Changes in maturity and hormone levels of WM Chinese jujube fruit in response to ABA and NDGA

To explore the role of ABA in regulating Chinese jujube fruit ripening, WM fruit were harvested and treated with exogenous ABA or NDGA. As expected, the endogenous ABA concentration strongly increased and remained at a high level during shelf storage in ABA-treated fruit (Fig. 6a). At 3 DAT, a moderate peak in ABA content was found in both CK- and ABA-treated fruit, although the content was slightly lower in NDGA-treated fruit at this time point. The changes in respiration rate first tended to decrease but then tended to moderately increase during storage (Fig. 6b).
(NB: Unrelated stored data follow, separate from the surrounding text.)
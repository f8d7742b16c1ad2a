//! Request ID middleware - generates unique IDs for each request.

use actix_web::{
    Error, HttpMessage,
    dev::{Service, ServiceRequest, ServiceResponse, Transform, forward_ready},
    http::header::{HeaderName, HeaderValue},
};
use std::future::{Future, Ready, ready};
use std::pin::Pin;
use uuid::Uuid;

/// Header name for request ID.
pub static REQUEST_ID_HEADER: &str = "X-Request-ID";

/// Request ID stored in request extensions.
#[derive(Debug, Clone)]
pub struct RequestId(pub String);

/// Middleware that tags every request with a unique ID. The ID lands in
/// response headers and in the request's tracing span.
pub struct RequestIdMiddleware;

impl<S, B> Transform<S, ServiceRequest> for RequestIdMiddleware
where
    S: Service<ServiceRequest, Response = ServiceResponse<B>, Error = Error>,
    S::Future: 'static,
    B: 'static,
{
    type Response = ServiceResponse<B>;
    type Error = Error;
    type Transform = RequestIdService<S>;
    type InitError = ();
    type Future = Ready<Result<Self::Transform, Self::InitError>>;

    fn new_transform(&self, service: S) -> Self::Future {
        ready(Ok(RequestIdService { service }))
    }
}

pub struct RequestIdService<S> {
    service: S,
}

impl<S, B> Service<ServiceRequest> for RequestIdService<S>
where
    S: Service<ServiceRequest, Response = ServiceResponse<B>, Error = Error>,
    S::Future: 'static,
    B: 'static,
{
    type Response = ServiceResponse<B>;
    type Error = Error;
    type Future = Pin<Box<dyn Future<Output = Result<Self::Response, Self::Error>>>>;

    forward_ready!(service);

    fn call(&self, req: ServiceRequest) -> Self::Future {
        // Reuse an incoming ID (client or load balancer), mint otherwise.
        let request_id = req
            .headers()
            .get(REQUEST_ID_HEADER)
            .and_then(|v| v.to_str().ok())
            .map(String::from)
            .unwrap_or_else(|| Uuid::new_v4().to_string());

        req.extensions_mut().insert(RequestId(request_id.clone()));

        let span = tracing::info_span!("request", request_id = %request_id);
        let _guard = span.enter();

        let fut = self.service.call(req);
        let request_id_header = request_id.clone();

        Box::pin(async move {
            let mut res = fut.await?;

            if let Ok(value) = HeaderValue::from_str(&request_id_header) {
                res.headers_mut()
                    .insert(HeaderName::from_static("x-request-id"), value);
            }

            Ok(res)
        })
    }
}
Exogenous ABA treatment highly increased the respiration rate at 1 DAT, but the effect was subsequently not as significant. NDGA significantly inhibited fruit respiration, as the level decreased in the treated fruit compared with the control fruit. In addition, ethylene production was very low, and ABA treatment induced a significant increase at 1 DAT, while NDGA had a limited effect on ethylene production (Fig. 6c).

Fig. 6
figure6

Changes in hormone levels, respiration rate, and ethylene production of WM ‘Dongzao’ fruit in response to exogenous ABA and NDGA treatment. a. Endogenous ABA content. b. Respiration rate. c. Ethylene production. The different letters over the bars represent significant differences between the mean values (p < 0.05, Duncan test)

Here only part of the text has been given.